Il sindacato autonomo Snami prende posizione sulla proposta delle Regioni
«Siamo d'accordo - sostiene il presidente Angelo Testa - che ognuno di noi deve essere responsabile delle proprie azioni ma, in questa circostanza, il contendere è ben altro. La presunta inadeguatezza sarebbe nei confronti di una sorta di linee guida vincolanti non certamente codificate dai medici. Invece, secondo noi, si tratta palesemente di un tentativo imprudente ed ingenuo di risparmiare raschiando il fondo del barile, che invece risulterà foriero di ulteriori costi, per il dilagare della medicina difensiva». Per Salvatore Santacroce, vicesegretario nazionale dello Snami «potrebbero paventarsi, da parte delle Regioni, percorsi impositivi rigidi che poco hanno a che fare con le funzioni proprie di una medicina di famiglia volta a fornire corretti percorsi di diagnosi e cura ed erogazione delle prestazioni sanitarie nei confronti dei propri pazienti». Nino Grillo, altro vicesegretario Snami, «paradossalmente si andrà a spendere di più perché aumenteranno i comportamenti difensivi dei medici che, con la minaccia di essere sanzionati, tenderanno ad avere dubbi su ogni prescrizione ed entreranno in conflitto perenne tra adottare un comportamento corretto e deontologico oppure uno da attore in un teatrino, dettato da logiche esasperate di difesa personale».

Critiche anche dall’Alleanza per le professioni mediche (Apm)

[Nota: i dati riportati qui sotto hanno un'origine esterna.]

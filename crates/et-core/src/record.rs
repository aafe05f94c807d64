//! Closed enhancement-event records.

use std::fmt;
use std::str::FromStr;

use chrono::{NaiveDateTime, TimeDelta};
use serde::{Deserialize, Serialize};

use crate::marker::{KnowledgeMethod, NodeId};
use crate::timestamp::format_timestamp;

/// Decimal places kept for durations in serialized output.
pub const DECIMAL_PLACES: i32 = 3;

/// Record category, as written in the `type` field of serialized records.
#[derive(Debug, Clone, Copy, PartialEq, Eq, Hash, PartialOrd, Ord)]
pub enum RecordKind {
    ToolFinished,
    ToolFailed,
    ToolSkipped,
    ToolComplete,
    LlmCall,
    KnowledgeMethod1,
    KnowledgeMethod2,
}

impl RecordKind {
    /// Every kind, in report order.
    pub const ALL: [Self; 7] = [
        Self::ToolFinished,
        Self::ToolFailed,
        Self::ToolSkipped,
        Self::ToolComplete,
        Self::LlmCall,
        Self::KnowledgeMethod1,
        Self::KnowledgeMethod2,
    ];

    #[must_use]
    pub const fn as_str(&self) -> &'static str {
        match self {
            Self::ToolFinished => "tool_enhancement_finished",
            Self::ToolFailed => "tool_enhancement_failed",
            Self::ToolSkipped => "tool_enhancement_skipped",
            Self::ToolComplete => "tool_enhancement_complete",
            Self::LlmCall => "llm_call",
            Self::KnowledgeMethod1 => "knowledge_enhancement_method1",
            Self::KnowledgeMethod2 => "knowledge_enhancement_method2",
        }
    }

    pub const fn knowledge(method: KnowledgeMethod) -> Self {
        match method {
            KnowledgeMethod::One => Self::KnowledgeMethod1,
            KnowledgeMethod::Two => Self::KnowledgeMethod2,
        }
    }

    pub const fn is_tool(&self) -> bool {
        matches!(
            self,
            Self::ToolFinished | Self::ToolFailed | Self::ToolSkipped | Self::ToolComplete
        )
    }

    pub const fn is_knowledge(&self) -> bool {
        matches!(self, Self::KnowledgeMethod1 | Self::KnowledgeMethod2)
    }
}

impl fmt::Display for RecordKind {
    fn fmt(&self, f: &mut fmt::Formatter<'_>) -> fmt::Result {
        f.write_str(self.as_str())
    }
}

impl FromStr for RecordKind {
    type Err = UnknownRecordKind;

    fn from_str(s: &str) -> Result<Self, Self::Err> {
        Self::ALL
            .into_iter()
            .find(|kind| kind.as_str() == s)
            .ok_or_else(|| UnknownRecordKind(s.to_string()))
    }
}

impl Serialize for RecordKind {
    fn serialize<S>(&self, serializer: S) -> Result<S::Ok, S::Error>
    where
        S: serde::Serializer,
    {
        serializer.serialize_str(self.as_str())
    }
}

impl<'de> Deserialize<'de> for RecordKind {
    fn deserialize<D>(deserializer: D) -> Result<Self, D::Error>
    where
        D: serde::Deserializer<'de>,
    {
        let s = String::deserialize(deserializer)?;
        s.parse().map_err(serde::de::Error::custom)
    }
}

/// Error type for unknown record type strings.
#[derive(Debug, Clone, thiserror::Error)]
#[error("unknown record type: {0}")]
pub struct UnknownRecordKind(String);

/// How an interval ended.
#[derive(Debug, Clone, Copy, PartialEq, Eq, Hash, Default)]
pub enum Outcome {
    #[default]
    Succeeded,
    /// Tool error, or a method-2 result discarded right after it ended.
    Failed,
    /// Skip signal, or still open when the log ran out.
    Skipped,
}

/// Component durations of a tool-complete record.
#[derive(Debug, Clone, PartialEq, Eq)]
pub struct Composite {
    pub llm_id: NodeId,
    pub tool_duration: TimeDelta,
    pub llm_duration: TimeDelta,
}

/// One closed interval. Immutable once emitted by the tracker.
#[derive(Debug, Clone, PartialEq, Eq)]
pub struct EventRecord {
    pub kind: RecordKind,
    pub node_id: NodeId,
    pub start_time: NaiveDateTime,
    pub end_time: NaiveDateTime,
    pub duration: TimeDelta,
    pub start_line: usize,
    pub end_line: usize,
    pub outcome: Outcome,
    /// Synthesized at end of input rather than closed by a terminator.
    pub unterminated: bool,
    /// For LLM calls: the finished tool whose result the call consumed.
    pub linked_tool: Option<NodeId>,
    pub composite: Option<Composite>,
}

impl EventRecord {
    /// A record closed by a terminator, with duration `end - start`.
    pub fn closed(
        kind: RecordKind,
        node_id: NodeId,
        (start_time, start_line): (NaiveDateTime, usize),
        (end_time, end_line): (NaiveDateTime, usize),
        outcome: Outcome,
    ) -> Self {
        Self {
            kind,
            node_id,
            start_time,
            end_time,
            duration: end_time - start_time,
            start_line,
            end_line,
            outcome,
            unterminated: false,
            linked_tool: None,
            composite: None,
        }
    }

    /// A zero-length skip record for an interval still open at end of input.
    pub fn unterminated(
        kind: RecordKind,
        node_id: NodeId,
        start_time: NaiveDateTime,
        start_line: usize,
    ) -> Self {
        Self {
            kind,
            node_id,
            start_time,
            end_time: start_time,
            duration: TimeDelta::zero(),
            start_line,
            end_line: start_line,
            outcome: Outcome::Skipped,
            unterminated: true,
            linked_tool: None,
            composite: None,
        }
    }

    pub fn duration_secs(&self) -> f64 {
        delta_secs(self.duration)
    }

    pub const fn is_failed(&self) -> bool {
        matches!(self.outcome, Outcome::Failed)
    }

    pub const fn is_skipped(&self) -> bool {
        matches!(self.outcome, Outcome::Skipped)
    }

    /// Serialized form used in the detail artifacts.
    pub fn to_json(&self) -> RecordJson {
        let carries_error_flag = self.kind.is_knowledge()
            || matches!(
                self.kind,
                RecordKind::ToolFinished | RecordKind::ToolFailed | RecordKind::ToolSkipped
            );

        let (tool_id, llm_id, tool_duration, llm_duration) = match (&self.composite, self.kind) {
            (Some(c), _) => (
                Some(Some(self.node_id.clone())),
                Some(c.llm_id.clone()),
                Some(round_secs(delta_secs(c.tool_duration))),
                Some(round_secs(delta_secs(c.llm_duration))),
            ),
            (None, RecordKind::LlmCall) => (Some(self.linked_tool.clone()), None, None, None),
            (None, _) => (None, None, None, None),
        };

        RecordJson {
            kind: self.kind,
            node_id: self.node_id.clone(),
            start_time: format_timestamp(&self.start_time),
            end_time: format_timestamp(&self.end_time),
            duration_seconds: round_secs(self.duration_secs()),
            start_line: self.start_line,
            end_line: self.end_line,
            has_error: carries_error_flag.then(|| self.is_failed()),
            tool_id,
            llm_id,
            tool_duration,
            llm_duration,
            skipped: self.unterminated,
        }
    }
}

/// JSON shape of a record.
#[derive(Debug, Clone, PartialEq, Serialize, Deserialize)]
pub struct RecordJson {
    #[serde(rename = "type")]
    pub kind: RecordKind,
    pub node_id: NodeId,
    pub start_time: String,
    pub end_time: String,
    pub duration_seconds: f64,
    pub start_line: usize,
    pub end_line: usize,
    #[serde(default, skip_serializing_if = "Option::is_none")]
    pub has_error: Option<bool>,
    /// Present on LLM calls (null when unlinked) and tool-complete records.
    #[serde(default, skip_serializing_if = "Option::is_none")]
    pub tool_id: Option<Option<NodeId>>,
    #[serde(default, skip_serializing_if = "Option::is_none")]
    pub llm_id: Option<NodeId>,
    #[serde(default, skip_serializing_if = "Option::is_none")]
    pub tool_duration: Option<f64>,
    #[serde(default, skip_serializing_if = "Option::is_none")]
    pub llm_duration: Option<f64>,
    #[serde(default, skip_serializing_if = "std::ops::Not::not")]
    pub skipped: bool,
}

/// Seconds in a time delta, to microsecond precision.
#[allow(clippy::cast_precision_loss)]
pub fn delta_secs(delta: TimeDelta) -> f64 {
    delta
        .num_microseconds()
        .map_or_else(|| delta.num_milliseconds() as f64 / 1e3, |us| us as f64 / 1e6)
}

/// Rounds seconds to [`DECIMAL_PLACES`].
pub fn round_secs(secs: f64) -> f64 {
    let scale = 10f64.powi(DECIMAL_PLACES);
    (secs * scale).round() / scale
}

#[cfg(test)]
mod tests {
    use super::*;
    use chrono::NaiveDate;
    use insta::assert_snapshot;

    fn ts(s: u32, micro: u32) -> NaiveDateTime {
        NaiveDate::from_ymd_opt(2025, 1, 1)
            .unwrap()
            .and_hms_micro_opt(12, 0, s, micro)
            .unwrap()
    }

    fn id(s: &str) -> NodeId {
        NodeId::new(s)
    }

    #[test]
    fn kind_strings_roundtrip() {
        for kind in RecordKind::ALL {
            let parsed: RecordKind = kind.as_str().parse().unwrap();
            assert_eq!(parsed, kind);
        }
        assert!("tool_enhancement".parse::<RecordKind>().is_err());
    }

    #[test]
    fn closed_record_duration_is_end_minus_start() {
        let record = EventRecord::closed(
            RecordKind::KnowledgeMethod1,
            id("k"),
            (ts(1, 250_000), 3),
            (ts(4, 0), 9),
            Outcome::Succeeded,
        );
        assert!((record.duration_secs() - 2.75).abs() < f64::EPSILON);
        assert_eq!((record.start_line, record.end_line), (3, 9));
    }

    #[test]
    fn unterminated_record_is_zero_length_skip() {
        let record = EventRecord::unterminated(RecordKind::ToolSkipped, id("t"), ts(5, 0), 7);
        assert_eq!(record.duration, TimeDelta::zero());
        assert_eq!(record.start_line, record.end_line);
        assert!(record.is_skipped());
        assert!(record.unterminated);
    }

    #[test]
    fn rounds_to_three_places() {
        assert!((round_secs(1.234_56) - 1.235).abs() < f64::EPSILON);
        assert!((round_secs(0.000_4) - 0.0).abs() < f64::EPSILON);
    }

    #[test]
    fn tool_record_json() {
        let record = EventRecord::closed(
            RecordKind::ToolFailed,
            id("11111111-2222-3333-4444-555555555555"),
            (ts(0, 0), 1),
            (ts(1, 500_000), 4),
            Outcome::Failed,
        );
        let json = serde_json::to_string_pretty(&record.to_json()).unwrap();
        assert_snapshot!(json, @r#"
        {
          "type": "tool_enhancement_failed",
          "node_id": "11111111-2222-3333-4444-555555555555",
          "start_time": "2025-01-01 12:00:00.000000",
          "end_time": "2025-01-01 12:00:01.500000",
          "duration_seconds": 1.5,
          "start_line": 1,
          "end_line": 4,
          "has_error": true
        }
        "#);
    }

    #[test]
    fn unlinked_llm_call_serializes_null_tool_id() {
        let record = EventRecord::closed(
            RecordKind::LlmCall,
            id("l"),
            (ts(0, 0), 2),
            (ts(2, 0), 3),
            Outcome::Succeeded,
        );
        let value = serde_json::to_value(record.to_json()).unwrap();
        assert!(value["tool_id"].is_null());
        assert!(value.get("tool_id").is_some());
        assert!(value.get("has_error").is_none());
    }

    #[test]
    fn composite_json_keeps_component_durations() {
        let mut record = EventRecord::closed(
            RecordKind::ToolComplete,
            id("t"),
            (ts(0, 0), 1),
            (ts(6, 0), 8),
            Outcome::Succeeded,
        );
        record.duration = TimeDelta::milliseconds(4_500);
        record.composite = Some(Composite {
            llm_id: id("l"),
            tool_duration: TimeDelta::milliseconds(1_250),
            llm_duration: TimeDelta::milliseconds(3_250),
        });

        let json = record.to_json();
        assert_eq!(json.tool_id, Some(Some(id("t"))));
        assert_eq!(json.llm_id, Some(id("l")));
        assert_eq!(json.tool_duration, Some(1.25));
        assert_eq!(json.llm_duration, Some(3.25));
        assert_eq!(json.duration_seconds, 4.5);
        assert_eq!(json.has_error, None);
    }
}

«Le Regioni - sostiene l’Alleanza - piuttosto che incidere sugli sprechi che sono sotto gli occhi di tutti, compresa la magistratura, hanno scelto di tagliare ancora una volta i servizi sanitari ai cittadini e di far ricadere sacrifici e oneri sui medici. Nessun sacrificio viene invece richiesto ai ricchi emolumenti dei consiglieri regionali e dei vertici delle partecipate regionali. Inoltre, nessun ridimensionamento è in programma per quanto riguarda gli elefantiaci apparati burocratici regionali». Secondo Apm, inoltre, mentre gli operatori della sanità continuano a discutere sul “comma 566”, «la politica, assecondando i desiderata dell’Ipasvi, taglia i primariati medici e fa lievitare le strutture complesse delle professioni infermieristiche e amministrative, seguendo anche in questo il dettato del comma 566, ove prevede che “non debbano esserci maggiori spese per la finanza pubblica».

Ipavsi: «Non cercare capri espiatori, ma aprire un confronto costruttivo»
Pronta la replica dell’Ipasvi. «Il taglio delle strutture complesse (e semplici) - sottolinea il presidente, Barbara Mangiacavalli - è comparso nella prima bozza di standard ospedalieri a fine 2012. Ben prima quindi dell’accordo delle Regioni sulle competenze avanzate degli infermieri e quando ancora il 'comma 566' non era nemmeno nelle idee del legislatore . Poi nei primi documenti sul Patto della Salute è stato confermato sia come previsione diretta che successivamente con un rinvio agli stessi standard. In quelle bozze c’era anche l’eliminazione dei piccoli ospedali con meno di 60 posti letto, trasformata poi in una misura che riguardava solo le strutture private accreditate e ulteriormente, nella versione finale, solo chi ha meno di 40 posti letto e non è struttura monospecialistica». Insomma, secondo Ipasvi, «non bisogna cercare capri espiatori ma aprire le porte a un confronto costruttivo».